Because the generators installed in aircraft will often be variable frequency generators that rotate in the speed range of 12,000 rpm to 24,000 rpm, large centrifugal forces are imposed upon the rotors of the generators. Given these stressful operating conditions, the rotors of the generators must be carefully designed and manufactured, both so that the rotors are reliable and also so that the rotors are precisely balanced. Improper balancing in particular not only can result in inefficiencies in the operation of the generators, but also potentially risk failures in the generators.
Among the important components in rotors that must be carefully designed and manufactured in order to guarantee reliability and proper balancing of the rotors are the wire coils of the rotors. The centrifugal forces experienced by the rotors are sufficiently strong as to cause bending of the wires of these coils, which over time can result in mechanical breakdown of the wires. Additionally, because the coils are assemblies of individual wires that can move to some extent with respect to one another and with respect to the remaining portions of the rotors, the coils constitute one of the significant potential sources of imbalance within the rotors. Even asymmetrical movements of these coils on the order of only a few thousandths of an inch can be significant.
In order to improve the strength and reliability of the wire coils and to minimize the amount of imbalance in the rotors that occurs due to the wire coils, wedges may be inserted in between neighboring poles of the rotors. The wedges in particular serve as physical barriers beyond which the wires of the coils cannot bend or move, and in many embodiments provide some pressure onto the coils that helps to maintain the physical arrangement of the coils.
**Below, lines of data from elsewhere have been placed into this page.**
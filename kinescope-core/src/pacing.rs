//! Adaptive render pacing
//!
//! The pacer enforces a minimum interval between renders and nudges that
//! interval once per sampling window. Throughput is measured in tenths of
//! a frame per second so all arithmetic stays in integers.
//!
//! A window whose throughput overshoots the target by more than the margin
//! lengthens the interval by one step; one that undershoots shortens it.
//! The interval never leaves `[fast_interval, slow_interval]`.

use embassy_time::{Duration, Instant};

use crate::config::StreamConfig;

/// Result of closing a sampling window
#[derive(Debug, Clone, Copy, PartialEq, Eq)]
#[cfg_attr(feature = "defmt", derive(defmt::Format))]
pub struct PacingSample {
    /// Throughput over the window, frames per second x10
    pub measured_fps_x10: u32,
    /// Interval before the window closed
    pub previous: Duration,
    /// Interval from now on
    pub interval: Duration,
}

impl PacingSample {
    /// Whether the window moved the interval
    pub fn changed(&self) -> bool {
        self.previous != self.interval
    }
}

/// Step the pacing interval given one window's measured throughput
pub fn next_interval(current: Duration, measured_fps_x10: u32, config: &StreamConfig) -> Duration {
    let target_x10 = config.target_fps as u64 * 10;
    let margin = config.pacing_margin_percent as u64;
    let measured = measured_fps_x10 as u64;

    let upper = target_x10 * (100 + margin) / 100;
    let lower = target_x10 * 100u64.saturating_sub(margin) / 100;

    if measured > upper {
        (current + config.pacing_step).min(config.slow_interval)
    } else if measured < lower {
        let faster = current
            .checked_sub(config.pacing_step)
            .unwrap_or(config.fast_interval);
        faster.max(config.fast_interval)
    } else {
        current
    }
}

/// Frames per second x10 for `frames` renders over `elapsed`
fn throughput_x10(frames: u32, elapsed: Duration) -> u32 {
    let micros = elapsed.as_micros();
    if micros == 0 {
        return u32::MAX;
    }
    let fps_x10 = frames as u64 * 10_000_000 / micros;
    u32::try_from(fps_x10).unwrap_or(u32::MAX)
}

/// Render pacer
#[derive(Debug, Clone)]
pub struct AdaptivePacer {
    config: StreamConfig,
    interval: Duration,
    last_render: Option<Instant>,
    window_start: Option<Instant>,
    window_frames: u32,
}

impl AdaptivePacer {
    /// Create a pacer starting at the slow bound
    pub fn new(config: &StreamConfig) -> Self {
        Self {
            config: *config,
            interval: config.slow_interval,
            last_render: None,
            window_start: None,
            window_frames: 0,
        }
    }

    /// Current minimum interval between renders
    pub fn interval(&self) -> Duration {
        self.interval
    }

    /// Whether enough time has passed since the last render
    pub fn is_due(&self, now: Instant) -> bool {
        match self.last_render {
            None => true,
            Some(last) => now.checked_duration_since(last).is_some_and(|d| d >= self.interval),
        }
    }

    /// Record a successful render
    ///
    /// Returns a sample when this render closes a sampling window.
    pub fn record_render(&mut self, now: Instant) -> Option<PacingSample> {
        self.last_render = Some(now);

        let Some(start) = self.window_start else {
            self.window_start = Some(now);
            return None;
        };

        self.window_frames += 1;
        if self.window_frames < self.config.pacing_window {
            return None;
        }

        let elapsed = now.checked_duration_since(start).unwrap_or(Duration::from_ticks(0));
        let measured_fps_x10 = throughput_x10(self.window_frames, elapsed);
        let previous = self.interval;
        self.interval = next_interval(previous, measured_fps_x10, &self.config);

        self.window_start = Some(now);
        self.window_frames = 0;

        Some(PacingSample {
            measured_fps_x10,
            previous,
            interval: self.interval,
        })
    }
}

#[cfg(test)]
mod tests {
    use super::*;

    fn ms(n: u64) -> Duration {
        Duration::from_millis(n)
    }

    #[test]
    fn test_starts_slow_and_due() {
        let pacer = AdaptivePacer::new(&StreamConfig::DEFAULT);
        assert_eq!(pacer.interval(), ms(16));
        assert!(pacer.is_due(Instant::from_millis(0)));
    }

    #[test]
    fn test_due_after_interval() {
        let mut pacer = AdaptivePacer::new(&StreamConfig::DEFAULT);
        pacer.record_render(Instant::from_millis(100));
        assert!(!pacer.is_due(Instant::from_millis(115)));
        assert!(pacer.is_due(Instant::from_millis(116)));
    }

    #[test]
    fn test_overshoot_steps_slower() {
        // 72 FPS against a 60 FPS target
        let config = StreamConfig::DEFAULT;
        assert_eq!(next_interval(ms(12), 720, &config), ms(13));
    }

    #[test]
    fn test_overshoot_clamped_at_slow_bound() {
        let config = StreamConfig::DEFAULT;
        assert_eq!(next_interval(ms(16), 720, &config), ms(16));
    }

    #[test]
    fn test_undershoot_steps_faster() {
        let config = StreamConfig::DEFAULT;
        assert_eq!(next_interval(ms(16), 400, &config), ms(15));
        assert_eq!(next_interval(ms(8), 400, &config), ms(8));
    }

    #[test]
    fn test_within_margin_unchanged() {
        let config = StreamConfig::DEFAULT;
        // 54.0 and 66.0 FPS are exactly on the margins
        assert_eq!(next_interval(ms(12), 540, &config), ms(12));
        assert_eq!(next_interval(ms(12), 660, &config), ms(12));
        assert_eq!(next_interval(ms(12), 600, &config), ms(12));
    }

    #[test]
    fn test_fast_window_held_at_slow_bound() {
        let config = StreamConfig {
            slow_interval: ms(20),
            ..StreamConfig::DEFAULT
        };
        let mut pacer = AdaptivePacer::new(&config);
        assert_eq!(pacer.interval(), ms(20));

        // Opening render, then 30 renders 10 ms apart: 100 FPS
        let mut now = 0;
        assert_eq!(pacer.record_render(Instant::from_millis(now)), None);
        for _ in 0..29 {
            now += 10;
            assert_eq!(pacer.record_render(Instant::from_millis(now)), None);
        }
        now += 10;
        let sample = pacer.record_render(Instant::from_millis(now)).unwrap();
        assert_eq!(sample.measured_fps_x10, 1000);
        assert!(!sample.changed());
        assert_eq!(pacer.interval(), ms(20));
    }

    #[test]
    fn test_window_of_slow_renders_speeds_up() {
        let mut pacer = AdaptivePacer::new(&StreamConfig::DEFAULT);

        // 25 ms per frame: 40 FPS
        let mut now = 0;
        pacer.record_render(Instant::from_millis(now));
        let mut sample = None;
        for _ in 0..30 {
            now += 25;
            sample = pacer.record_render(Instant::from_millis(now));
        }

        let sample = sample.unwrap();
        assert_eq!(sample.measured_fps_x10, 400);
        assert_eq!(sample.previous, ms(16));
        assert_eq!(pacer.interval(), ms(15));
    }

    #[test]
    fn test_one_adjustment_per_window() {
        let mut pacer = AdaptivePacer::new(&StreamConfig::DEFAULT);
        let mut now = 0;
        pacer.record_render(Instant::from_millis(now));

        let mut adjustments = 0;
        for _ in 0..90 {
            now += 25;
            if pacer.record_render(Instant::from_millis(now)).is_some_and(|s| s.changed()) {
                adjustments += 1;
            }
        }
        assert_eq!(adjustments, 3);
        assert_eq!(pacer.interval(), ms(13));
    }

    #[test]
    fn test_throughput_of_empty_window() {
        assert_eq!(throughput_x10(30, Duration::from_ticks(0)), u32::MAX);
    }
}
Although the wedges employed in conventional rotors are capable of providing these benefits to some extent, the design of these conventional rotors and wedges limits the wedges' effectiveness. Just as the wires of the coils of a rotor experience high centrifugal forces as the rotor rotates at high speeds, the wedges also experience high centrifugal forces. These forces tend to cause the wedges to spread radially outward away from the shaft of the rotor during operation, thus limiting the wedges ability to confine and place pressure upon the wire coils. Particularly, insofar as the axial lengths of conventional rotors are often relatively large in comparison with the diameters of the rotors, the centrifugal forces often tend to cause significant radial deflection or flexure of the wedges near their axial midpoints.
In order to prevent the wedges from spreading radially outward, many conventional rotors employ bands around the circumferences of the rotors to retain the wedges. In other conventional rotors, an “underwedge” system is employed in which the wedges extend in their arc length all of the way between neighboring pole tips on the rotors, and snap rings are then employed to hold the wedges in place relative to the poles.
Yet these conventional structures for retaining wedges in place on rotors are limited in their effectiveness. Both the bands used to retain the wedges and the components of the underwedge systems (particularly the snap rings) also can suffer from bending during operation of the rotors. Because these devices suffer bending, the devices can only provide a limited amount of counteracting force to keep the wedges in place, and further can create additional imbalance in the rotors. Additionally, because it is difficult to accurately control the positioning of, and the amount of pressure applied by, the bands and underwedge componentry, it is difficult to accurately set and maintain the positioning of the wedges and to control the concentricity of the various wedges around the rotors.
Hence, there is a need for a new system and method for retaining wedges in a rotor. In particular, there is a need for a new system and method that allows for sufficient radial retention of the wedges of the rotor even at high speeds of operation, so that the wedges continue to provide support for and direct pressure towards the wire coils throughout operation of the generator. Further, it would be advantageous if the new system and method did not require components that had a tendency to bend in such a way as to create imbalance in the rotor. It would additionally be advantageous if the system and method allowed for the accurate positioning of wedges onto the rotor so as to provide concentricity of the rotor and its wedges. It would further be advantageous if the system was designed so as to allow the wedges to conduct heat away from the coils. It would additionally be advantageous if the system and method were relatively simple and inexpensive to implement.